Problem details: Check every line below for the string "alert". Copy the ones that have it.

---------------

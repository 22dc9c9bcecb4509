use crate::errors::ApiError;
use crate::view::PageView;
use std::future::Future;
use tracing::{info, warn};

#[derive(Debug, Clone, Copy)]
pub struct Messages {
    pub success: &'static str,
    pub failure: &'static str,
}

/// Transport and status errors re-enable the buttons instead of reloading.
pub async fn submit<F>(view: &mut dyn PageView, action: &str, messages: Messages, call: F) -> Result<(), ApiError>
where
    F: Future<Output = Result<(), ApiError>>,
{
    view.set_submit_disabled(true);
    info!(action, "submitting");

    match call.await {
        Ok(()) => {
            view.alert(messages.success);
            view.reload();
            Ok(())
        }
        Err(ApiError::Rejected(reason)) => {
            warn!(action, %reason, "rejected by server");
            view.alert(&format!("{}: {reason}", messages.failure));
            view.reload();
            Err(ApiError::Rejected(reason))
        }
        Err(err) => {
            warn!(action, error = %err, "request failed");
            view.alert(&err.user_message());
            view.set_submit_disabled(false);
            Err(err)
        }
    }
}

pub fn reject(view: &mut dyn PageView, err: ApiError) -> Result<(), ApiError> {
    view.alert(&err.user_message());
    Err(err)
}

---------------

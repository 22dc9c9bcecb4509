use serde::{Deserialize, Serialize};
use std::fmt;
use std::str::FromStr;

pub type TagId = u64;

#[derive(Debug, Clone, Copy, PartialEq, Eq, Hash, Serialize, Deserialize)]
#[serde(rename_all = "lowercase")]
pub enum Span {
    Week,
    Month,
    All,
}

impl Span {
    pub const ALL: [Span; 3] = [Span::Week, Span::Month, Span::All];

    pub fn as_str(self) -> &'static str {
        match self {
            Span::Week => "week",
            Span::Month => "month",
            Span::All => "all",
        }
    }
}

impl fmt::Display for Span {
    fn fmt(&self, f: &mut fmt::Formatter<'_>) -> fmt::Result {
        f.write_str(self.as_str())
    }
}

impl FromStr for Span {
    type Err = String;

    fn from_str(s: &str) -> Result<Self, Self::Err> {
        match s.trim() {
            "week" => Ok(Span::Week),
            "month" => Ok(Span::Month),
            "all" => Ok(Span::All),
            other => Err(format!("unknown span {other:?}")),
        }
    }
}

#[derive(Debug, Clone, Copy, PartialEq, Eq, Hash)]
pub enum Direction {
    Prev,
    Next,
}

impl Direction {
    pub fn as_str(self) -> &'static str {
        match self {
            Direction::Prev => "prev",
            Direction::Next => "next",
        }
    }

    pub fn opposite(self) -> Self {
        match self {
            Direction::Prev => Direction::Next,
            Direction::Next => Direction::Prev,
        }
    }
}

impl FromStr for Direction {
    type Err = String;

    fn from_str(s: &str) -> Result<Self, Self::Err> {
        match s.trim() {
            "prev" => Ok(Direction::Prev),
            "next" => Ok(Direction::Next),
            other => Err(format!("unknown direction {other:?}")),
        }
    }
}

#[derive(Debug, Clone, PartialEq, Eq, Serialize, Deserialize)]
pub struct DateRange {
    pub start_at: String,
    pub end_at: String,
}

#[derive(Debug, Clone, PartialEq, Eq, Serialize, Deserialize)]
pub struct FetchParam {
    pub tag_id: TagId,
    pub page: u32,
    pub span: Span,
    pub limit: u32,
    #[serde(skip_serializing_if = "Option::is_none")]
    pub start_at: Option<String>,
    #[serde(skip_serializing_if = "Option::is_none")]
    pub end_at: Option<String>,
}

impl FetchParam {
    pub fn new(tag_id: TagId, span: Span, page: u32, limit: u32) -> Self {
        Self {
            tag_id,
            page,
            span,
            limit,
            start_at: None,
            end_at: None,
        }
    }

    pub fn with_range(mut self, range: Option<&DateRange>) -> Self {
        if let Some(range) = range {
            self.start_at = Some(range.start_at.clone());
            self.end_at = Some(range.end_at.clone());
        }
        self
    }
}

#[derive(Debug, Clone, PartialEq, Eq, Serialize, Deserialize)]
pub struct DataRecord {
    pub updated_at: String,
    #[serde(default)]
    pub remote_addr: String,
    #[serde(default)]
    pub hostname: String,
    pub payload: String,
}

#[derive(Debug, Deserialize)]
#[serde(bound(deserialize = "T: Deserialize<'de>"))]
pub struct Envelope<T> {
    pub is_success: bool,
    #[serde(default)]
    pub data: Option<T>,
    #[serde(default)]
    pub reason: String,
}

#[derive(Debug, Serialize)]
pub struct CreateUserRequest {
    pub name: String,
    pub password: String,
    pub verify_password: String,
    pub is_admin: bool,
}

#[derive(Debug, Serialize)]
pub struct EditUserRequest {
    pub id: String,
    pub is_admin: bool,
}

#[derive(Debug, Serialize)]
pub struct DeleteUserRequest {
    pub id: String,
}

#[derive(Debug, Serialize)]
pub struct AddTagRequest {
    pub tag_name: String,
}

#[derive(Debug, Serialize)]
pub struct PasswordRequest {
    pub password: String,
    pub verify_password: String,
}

---------------

Solved exercise:
            view.alert(messages.success);
            view.alert(&format!("{}: {reason}", messages.failure));
            view.alert(&err.user_message());
    view.alert(&err.user_message());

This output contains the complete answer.